Tuxedo Garage’ın başarısının ardında yalnızca teknik beceri değil, aynı zamanda kültürel bir zemin de yatıyor. Bali’nin el sanatlarına dayalı güçlü geleneği, otomobil üretiminde de kendini gösteriyor. Ahşap oymacılığı ve mücevher işçiliğiyle ünlü bölgede yetişen ustalar, bu el becerilerini otomotiv sanatına aktarıyor. Atölyede çalışanların çoğu 20’li yaşlarda ve ilk kez burada otomobil üretimiyle tanışmış kişilerden oluşuyor. Puji, onları tek tek yetiştirerek klasik otomobil yapımında uzmanlaştırıyor. Hata yapmanın öğrenme sürecinin bir parçası olarak kabul edildiği bu sistem, aynı zamanda sabır ve sanat anlayışının birleştiği bir kültürü yansıtıyor.

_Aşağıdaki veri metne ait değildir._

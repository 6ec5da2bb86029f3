//! Create/lookup interaction workflow.

use std::sync::Arc;
use std::sync::atomic::{AtomicU64, Ordering};

use chrono::{DateTime, Utc};
use tokio::sync::watch;

use crate::domain::entities::{
    CreateRequest, CreateResult, InteractionState, LookupRequest, LookupResult,
};
use crate::domain::ports::LinkApi;
use crate::error::ClientError;

/// Fallback shown when creation fails without a service-supplied message.
pub const CREATE_FALLBACK_MESSAGE: &str = "create failed";

/// Fallback shown when lookup fails without a service-supplied message.
pub const LOOKUP_FALLBACK_MESSAGE: &str = "lookup failed";

/// State of one operation plus the sequence number of its latest request.
///
/// Issuing a sequence number and writing a settled outcome both happen under
/// the watch channel's write lock, so a response can only land while its
/// sequence number is still the newest one.
struct Slot<T> {
    name: &'static str,
    latest: AtomicU64,
    state: watch::Sender<InteractionState<T>>,
}

impl<T: Clone> Slot<T> {
    fn new(name: &'static str) -> Self {
        let (state, _) = watch::channel(InteractionState::Idle);
        Self {
            name,
            latest: AtomicU64::new(0),
            state,
        }
    }

    /// Moves to `state` and invalidates every request issued so far.
    ///
    /// Returns the new sequence number.
    fn replace(&self, state: InteractionState<T>) -> u64 {
        let mut seq = 0;
        self.state.send_modify(|current| {
            seq = self.latest.fetch_add(1, Ordering::SeqCst) + 1;
            *current = state;
        });
        seq
    }

    /// Starts a new request cycle.
    fn begin(&self) -> u64 {
        let seq = self.replace(InteractionState::Pending);
        tracing::debug!(operation = self.name, seq, "request issued");
        seq
    }

    /// Writes `outcome` if `seq` is still the latest request of this slot.
    fn settle(&self, seq: u64, outcome: InteractionState<T>) -> bool {
        let label = outcome.label();
        let applied = self.state.send_if_modified(|current| {
            if self.latest.load(Ordering::SeqCst) == seq {
                *current = outcome;
                true
            } else {
                false
            }
        });

        if applied {
            tracing::debug!(operation = self.name, seq, outcome = label, "request settled");
        } else {
            tracing::debug!(
                operation = self.name,
                seq,
                outcome = label,
                "discarding response superseded by a newer request"
            );
        }

        applied
    }

    fn snapshot(&self) -> InteractionState<T> {
        self.state.borrow().clone()
    }
}

/// Drives the create and lookup cycles against a [`LinkApi`].
///
/// The controller is the only writer of both interaction states. The two
/// operations are independent: a pending create never affects lookup state
/// and vice versa.
///
/// # Re-entry
///
/// Submitting while a request of the same operation is pending starts a new
/// cycle. The superseded request is not cancelled, but its response is
/// discarded: only the most recently issued request can write the state.
/// A local validation failure counts as a new submission and also
/// supersedes any pending request.
///
/// # Errors
///
/// Submissions never return an error. Every failure ends in
/// [`InteractionState::Failed`] with a display message chosen by
/// [`ClientError::display_message`].
pub struct LinkWorkflow<A: LinkApi> {
    api: Arc<A>,
    create: Slot<CreateResult>,
    lookup: Slot<LookupResult>,
}

impl<A: LinkApi> LinkWorkflow<A> {
    pub fn new(api: Arc<A>) -> Self {
        Self {
            api,
            create: Slot::new("create"),
            lookup: Slot::new("lookup"),
        }
    }

    /// Submits a create request from raw form input.
    ///
    /// An empty URL (after trimming) fails locally with `"missing URL"`
    /// before anything is awaited; no request is sent. An empty custom code
    /// is omitted from the request.
    ///
    /// Returns the outcome of this submission. The slot state reflects it
    /// only if no newer submission was issued meanwhile.
    pub async fn submit_create(
        &self,
        raw_url: &str,
        raw_custom_code: &str,
    ) -> InteractionState<CreateResult> {
        self.submit_create_with_expiry(raw_url, raw_custom_code, None)
            .await
    }

    /// Like [`Self::submit_create`], additionally requesting an expiry time.
    ///
    /// The expiry is passed through as is; the service decides whether it is
    /// acceptable.
    pub async fn submit_create_with_expiry(
        &self,
        raw_url: &str,
        raw_custom_code: &str,
        expire_at: Option<DateTime<Utc>>,
    ) -> InteractionState<CreateResult> {
        let request = match CreateRequest::new(raw_url, raw_custom_code) {
            Ok(request) => request.with_expire_at(expire_at),
            Err(e) => return self.reject(&self.create, &e, CREATE_FALLBACK_MESSAGE),
        };

        let seq = self.create.begin();

        let outcome = match self.api.shorten(&request).await {
            Ok(result) => {
                tracing::info!(code = %result.code, short_url = %result.short_url, "short link created");
                InteractionState::Succeeded(result)
            }
            Err(e) => InteractionState::Failed(normalize_error(
                self.create.name,
                &e,
                CREATE_FALLBACK_MESSAGE,
            )),
        };

        self.create.settle(seq, outcome.clone());
        outcome
    }

    /// Submits a lookup request from raw form input.
    ///
    /// An empty code (after trimming) fails locally with `"missing code"`,
    /// and `.` or `..` with `"invalid code"`; no request is sent. Otherwise mirrors [`Self::submit_create`].
    pub async fn submit_lookup(&self, raw_code: &str) -> InteractionState<LookupResult> {
        let request = match LookupRequest::new(raw_code) {
            Ok(request) => request,
            Err(e) => return self.reject(&self.lookup, &e, LOOKUP_FALLBACK_MESSAGE),
        };

        let seq = self.lookup.begin();

        let outcome = match self.api.lookup(&request).await {
            Ok(result) => {
                tracing::info!(code = %result.code, clicks = result.click_count, "short link found");
                InteractionState::Succeeded(result)
            }
            Err(e) => InteractionState::Failed(normalize_error(
                self.lookup.name,
                &e,
                LOOKUP_FALLBACK_MESSAGE,
            )),
        };

        self.lookup.settle(seq, outcome.clone());
        outcome
    }

    pub fn create_state(&self) -> InteractionState<CreateResult> {
        self.create.snapshot()
    }

    pub fn lookup_state(&self) -> InteractionState<LookupResult> {
        self.lookup.snapshot()
    }

    /// Subscribes to create state changes.
    pub fn subscribe_create(&self) -> watch::Receiver<InteractionState<CreateResult>> {
        self.create.state.subscribe()
    }

    /// Subscribes to lookup state changes.
    pub fn subscribe_lookup(&self) -> watch::Receiver<InteractionState<LookupResult>> {
        self.lookup.state.subscribe()
    }

    /// Returns the create slot to `Idle`, discarding any pending response.
    pub fn reset_create(&self) {
        self.create.replace(InteractionState::Idle);
    }

    /// Returns the lookup slot to `Idle`, discarding any pending response.
    pub fn reset_lookup(&self) {
        self.lookup.replace(InteractionState::Idle);
    }

    /// Checks that the service is reachable. Does not touch either slot.
    pub async fn check_health(&self) -> Result<(), ClientError> {
        self.api.health().await
    }

    fn reject<T: Clone>(
        &self,
        slot: &Slot<T>,
        error: &ClientError,
        fallback: &str,
    ) -> InteractionState<T> {
        let message = error.display_message(fallback);
        tracing::debug!(operation = slot.name, %message, "rejected locally");

        slot.replace(InteractionState::Failed(message.clone()));
        InteractionState::Failed(message)
    }
}

/// Reduces an error to its display message, logging the technical detail.
fn normalize_error(operation: &'static str, error: &ClientError, fallback: &str) -> String {
    match error {
        ClientError::Transport(detail) => {
            tracing::warn!(operation, %detail, "request did not complete");
        }
        ClientError::Service { status, message } => {
            tracing::info!(operation, status, ?message, "service rejected request");
        }
        ClientError::Validation { message } => {
            tracing::debug!(operation, %message, "validation failed");
        }
    }

    error.display_message(fallback)
}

Bugün Tuxedo Garage, sadece otomobil üretmekle kalmıyor; aynı zamanda Bali’yi klasik araç restorasyonu ve el yapımı üretim konusunda dünya çapında bilinen bir merkez haline getiriyor. Her aracıyla hem sanat hem mühendislik dengesini yakalayan bu küçük atölye, modern çağda el emeğinin hâlâ ne kadar değerli olduğunu hatırlatıyor. Puji’nin de dediği gibi, “İyi kalite her zaman iyidir, nerede üretildiği fark etmez.”